Open jsonn opened 1 year ago
How many macvlan containers are we talking about? Do you know how long your DHCP lease time is?
16 container ATM, 10 minutes.
Ok I think that explains why it leaks so fast then. I think we spawn a new thread for each lease but somehow the code does not cleanup the old one so we leak the old thread. I take a look.
Any news?
No, I haven't found the time to reproduce this issue.
I can take a look at this issue. Can someone point me in the right direction to reproduce this?
Use macvlan and a DHCP server with as short a lease as reasonable, e.g. a minute. Observe the number of threads?
yes checking ls /proc/$pidOfProxy/task/
over time should show the leak I guess
I am now able to replicate. I started 10 containers on a network where the lease is only 60 seconds. In my case, the nv dhcp-proxy PID is 6808
and after a short while:
Threads: 552
Ah, just noticed this issue. Could this be related?

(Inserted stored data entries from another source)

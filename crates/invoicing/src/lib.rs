//! Invoicing module: customer/vendor invoices and their posting lifecycle.
//!
//! Posting runs every registered [`InvoicePostListener`] before the invoice is
//! marked posted. A listener error aborts the post and leaves the invoice
//! untouched.

pub mod hooks;
pub mod invoice;

pub use hooks::{InvoiceHooks, InvoicePostListener};
pub use invoice::{Invoice, InvoiceId, InvoiceLine, InvoiceStatus, MoveType};
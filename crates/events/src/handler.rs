/// Execute an aggregate command deterministically (no IO).
///
/// 1. **Decide**: `aggregate.handle(command)` validates and returns events
///    without touching state.
/// 2. **Evolve**: each event is applied via `aggregate.apply(event)`.
///
/// If `handle` rejects the command the aggregate is left untouched.
pub fn execute<A>(
    aggregate: &mut A,
    command: &A::Command,
) -> Result<Vec<A::Event>, A::Error>
where
    A: salesguard_core::Aggregate,
{
    let events = A::handle(aggregate, command)?;
    for ev in &events {
        A::apply(aggregate, ev);
    }
    Ok(events)
}
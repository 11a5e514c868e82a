//! Low-stock alerting.
//!
//! [`LowStockNotifier`] listens for completed stock moves and, when a stockable
//! product ends up below its minimum stock, notifies the acting user and
//! leaves a note on the picking, the product and the product template.

pub mod config;
pub mod notifier;
pub mod query;

pub use config::AlertConfig;
pub use notifier::LowStockNotifier;
pub use query::{is_low_stock, low_stock_products};
//! Discount policy module.
//!
//! - [`DiscountPolicy`]: administrator-maintained container of rules (aggregate).
//! - [`DiscountResolver`]: picks the best discount for (customer, product, quantity).
//! - [`SaleLineDiscount`] / [`InvoiceDiscount`]: the listeners that apply it to
//!   sale order lines (overwrite) and to invoices being posted (raise only).

pub mod admin;
pub mod application;
pub mod axis;
pub mod percentage;
pub mod policy;
pub mod repository;
pub mod resolver;
pub mod rule;

pub use admin::{AdminError, PolicyAdmin};
pub use application::{DiscountPricing, InvoiceDiscount, SaleLineDiscount};
pub use axis::Axis;
pub use percentage::Percentage;
pub use policy::{
    ActivatePolicy, AddRule, CreatePolicy, DeactivatePolicy, DeletePolicy, DiscountPolicy, PolicyActivated,
    PolicyCommand, PolicyCreated, PolicyDeactivated, PolicyDeleted, PolicyEvent, PolicyId, PolicyRenamed,
    RemoveRule, RenamePolicy, RuleAdded, RuleRemoved, RuleUpdated, UpdateRule,
};
pub use repository::{InMemoryRuleRepository, RuleQuery, RuleRecord, RuleRepository};
pub use resolver::DiscountResolver;
pub use rule::{DiscountRule, RuleId, RuleSpec};
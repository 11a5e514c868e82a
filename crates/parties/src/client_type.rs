use serde::{Deserialize, Serialize};

use salesguard_core::{DomainError, DomainResult, Entity, uuid_id};

uuid_id!(
    /// Client type identifier.
    ClientTypeId,
    "ClientTypeId"
);

/// Customer category label (e.g. "Retail", "Wholesale").
#[derive(Debug, Clone, PartialEq, Eq, Serialize, Deserialize)]
pub struct ClientType {
    id: ClientTypeId,
    name: String,
    description: Option<String>,
}

impl ClientType {
    pub fn new(id: ClientTypeId, name: impl Into<String>, description: Option<String>) -> DomainResult<Self> {
        let name = name.into();
        if name.trim().is_empty() {
            return Err(DomainError::validation("client type name cannot be empty"));
        }
        Ok(Self {
            id,
            name,
            description: description.filter(|d| !d.trim().is_empty()),
        })
    }

    pub fn id_typed(&self) -> ClientTypeId {
        self.id
    }

    pub fn name(&self) -> &str {
        &self.name
    }

    pub fn description(&self) -> Option<&str> {
        self.description.as_deref()
    }
}

impl Entity for ClientType {
    type Id = ClientTypeId;

    fn id(&self) -> &Self::Id {
        &self.id
    }
}

#[cfg(test)]
mod tests {
    use super::*;

    #[test]
    fn blank_name_is_rejected() {
        let err = ClientType::new(ClientTypeId::new(), "   ", None).unwrap_err();
        assert!(err.is_validation());
    }

    #[test]
    fn blank_description_is_dropped() {
        let t = ClientType::new(ClientTypeId::new(), "Retail", Some(" ".to_string())).unwrap();
        assert_eq!(t.name(), "Retail");
        assert_eq!(t.description(), None);
    }
}
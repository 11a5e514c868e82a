//! Inventory module: on-hand quantities, stock moves and pickings.
//!
//! Completing moves updates the on-hand ledger and notifies the registered
//! [`MoveDoneListener`]s with the post-movement quantities.

pub mod hooks;
pub mod ledger;
pub mod moves;
pub mod service;

pub use hooks::{InventoryHooks, MoveCompletion, MoveDoneListener};
pub use ledger::{OnHand, StockLedger};
pub use moves::{Location, MoveId, MoveState, Picking, PickingId, StockMove};
pub use service::StockService;
//! Sales Orders module.
//!
//! Orders are edited interactively; every product/quantity/customer change on
//! a line notifies the registered [`SaleLineListener`]s, which may rewrite the
//! line (e.g. its discount).

pub mod hooks;
pub mod order;

pub use hooks::{SaleLineListener, SalesHooks};
pub use order::{SaleOrder, SaleOrderId, SaleOrderLine, SaleOrderStatus};
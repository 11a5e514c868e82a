//! Tracing/logging initialization.

use tracing_subscriber::EnvFilter;

/// Default directive when `RUST_LOG` is unset or invalid.
pub const DEFAULT_FILTER: &str = "info";

/// Output format of the log lines.
#[derive(Debug, Clone, Copy, PartialEq, Eq, Default)]
pub enum LogFormat {
    /// One JSON object per line.
    #[default]
    Json,
    /// Human-readable, for local runs.
    Pretty,
}

impl LogFormat {
    /// `"pretty"` (any case) selects [`LogFormat::Pretty`]; anything else is JSON.
    pub fn parse(value: &str) -> Self {
        if value.trim().eq_ignore_ascii_case("pretty") {
            LogFormat::Pretty
        } else {
            LogFormat::Json
        }
    }
}

/// JSON logs filtered by `RUST_LOG` (default `info`).
///
/// Safe to call multiple times (subsequent calls are no-ops).
pub fn init() {
    init_with(LogFormat::Json);
}

pub fn init_with(format: LogFormat) {
    let filter = EnvFilter::try_from_default_env().unwrap_or_else(|_| EnvFilter::new(DEFAULT_FILTER));

    let builder = tracing_subscriber::fmt()
        .with_env_filter(filter)
        .with_timer(tracing_subscriber::fmt::time::SystemTime)
        .with_target(false);

    // A second init fails because a global subscriber is already set.
    let _ = match format {
        LogFormat::Json => builder.json().try_init(),
        LogFormat::Pretty => builder.pretty().try_init(),
    };
}
use serde::{Deserialize, Serialize};

use salesguard_core::{DomainError, DomainResult, ValueObject};

/// A discount percentage, always finite and within [0, 100].
#[derive(Debug, Clone, Copy, PartialEq, PartialOrd, Serialize, Deserialize)]
#[serde(try_from = "f64", into = "f64")]
pub struct Percentage(f64);

impl Percentage {
    pub fn new(value: f64) -> DomainResult<Self> {
        if !value.is_finite() || !(0.0..=100.0).contains(&value) {
            return Err(DomainError::validation(format!(
                "discount percentage must be between 0 and 100 (got {value})"
            )));
        }
        Ok(Self(value))
    }

    pub fn value(self) -> f64 {
        self.0
    }
}

impl ValueObject for Percentage {}

impl TryFrom<f64> for Percentage {
    type Error = DomainError;

    fn try_from(value: f64) -> Result<Self, Self::Error> {
        Self::new(value)
    }
}

impl From<Percentage> for f64 {
    fn from(value: Percentage) -> Self {
        value.0
    }
}

impl core::fmt::Display for Percentage {
    fn fmt(&self, f: &mut core::fmt::Formatter<'_>) -> core::fmt::Result {
        write!(f, "{}%", self.0)
    }
}
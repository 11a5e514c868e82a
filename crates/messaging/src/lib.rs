//! Host messaging collaborators: per-record chatter and real-time notifications.
//!
//! Both are external to the add-ons; they are expressed here as traits with
//! in-memory implementations so the add-ons can be exercised end to end.

pub mod chatter;
pub mod notification;
pub mod record;

pub use chatter::{Chatter, ChatterError, ChatterMessage, InMemoryChatter, MessageId, MessageSubtype, PostedMessage};
pub use notification::{BusNotificationSink, Notification, NotificationKind, NotificationSink, NotifyError};
pub use record::RecordRef;
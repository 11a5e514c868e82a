use salesguard_core::{DomainResult, UserId};
use salesguard_events::Listeners;

use crate::ledger::OnHand;
use crate::moves::StockMove;

/// Moves that transitioned to done in one completion call.
pub struct MoveCompletion<'a> {
    /// Only the moves completed by this call (already-done moves are excluded).
    pub moves: &'a [StockMove],
    /// User who validated the moves.
    pub actor: UserId,
    /// Committed on-hand quantities, including all of `moves`.
    pub on_hand: &'a dyn OnHand,
}

/// Extension point: stock moves were completed.
///
/// Runs once per completion call, after the new quantities are committed and
/// the moves marked done. An error is logged by the host; the completion
/// stands and the moves are not handed to listeners again.
pub trait MoveDoneListener: Send + Sync {
    fn on_moves_done(&self, completion: &MoveCompletion<'_>) -> DomainResult<()>;
}

/// Registered inventory lifecycle listeners.
#[derive(Debug, Clone, Default)]
pub struct InventoryHooks {
    pub moves_done: Listeners<dyn MoveDoneListener>,
}

impl InventoryHooks {
    pub fn new() -> Self {
        Self::default()
    }
}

My DHCP lease time is 30 mins.
https://github.com/containers/netavark/issues/1024
Thanks!
I definitely have this thread leak, there were 13708 threads for ~15 containers after 3 days of running - and I was also seeing #618 as a symptom (I assume, of thread starvation). I have the underlying pattern (IPv6 multicast on IPv4 network)
I updated past the fix for that specific symptom and I'm watching how many threads it creates long-term
My thread leak seems "better, but not totally fixed". I have 1497 threads after 6 days (post #1022) versus the 13708 after 3 days.
Importantly the dhcp-proxy is not spinning CPU right now and my core symptom (restarting containers sometimes had dhcp task aborts) is gone
Using SuSE MicroOS with a bunch of macvlan-using containers, I see netvark-dhcp-proxy hanging every few days. From journalctl:
Even with
RUST_BACKTRACE=1
set, it doesn't give a backtrace. Last time this happened, ps reported over 4000 threads for the PID.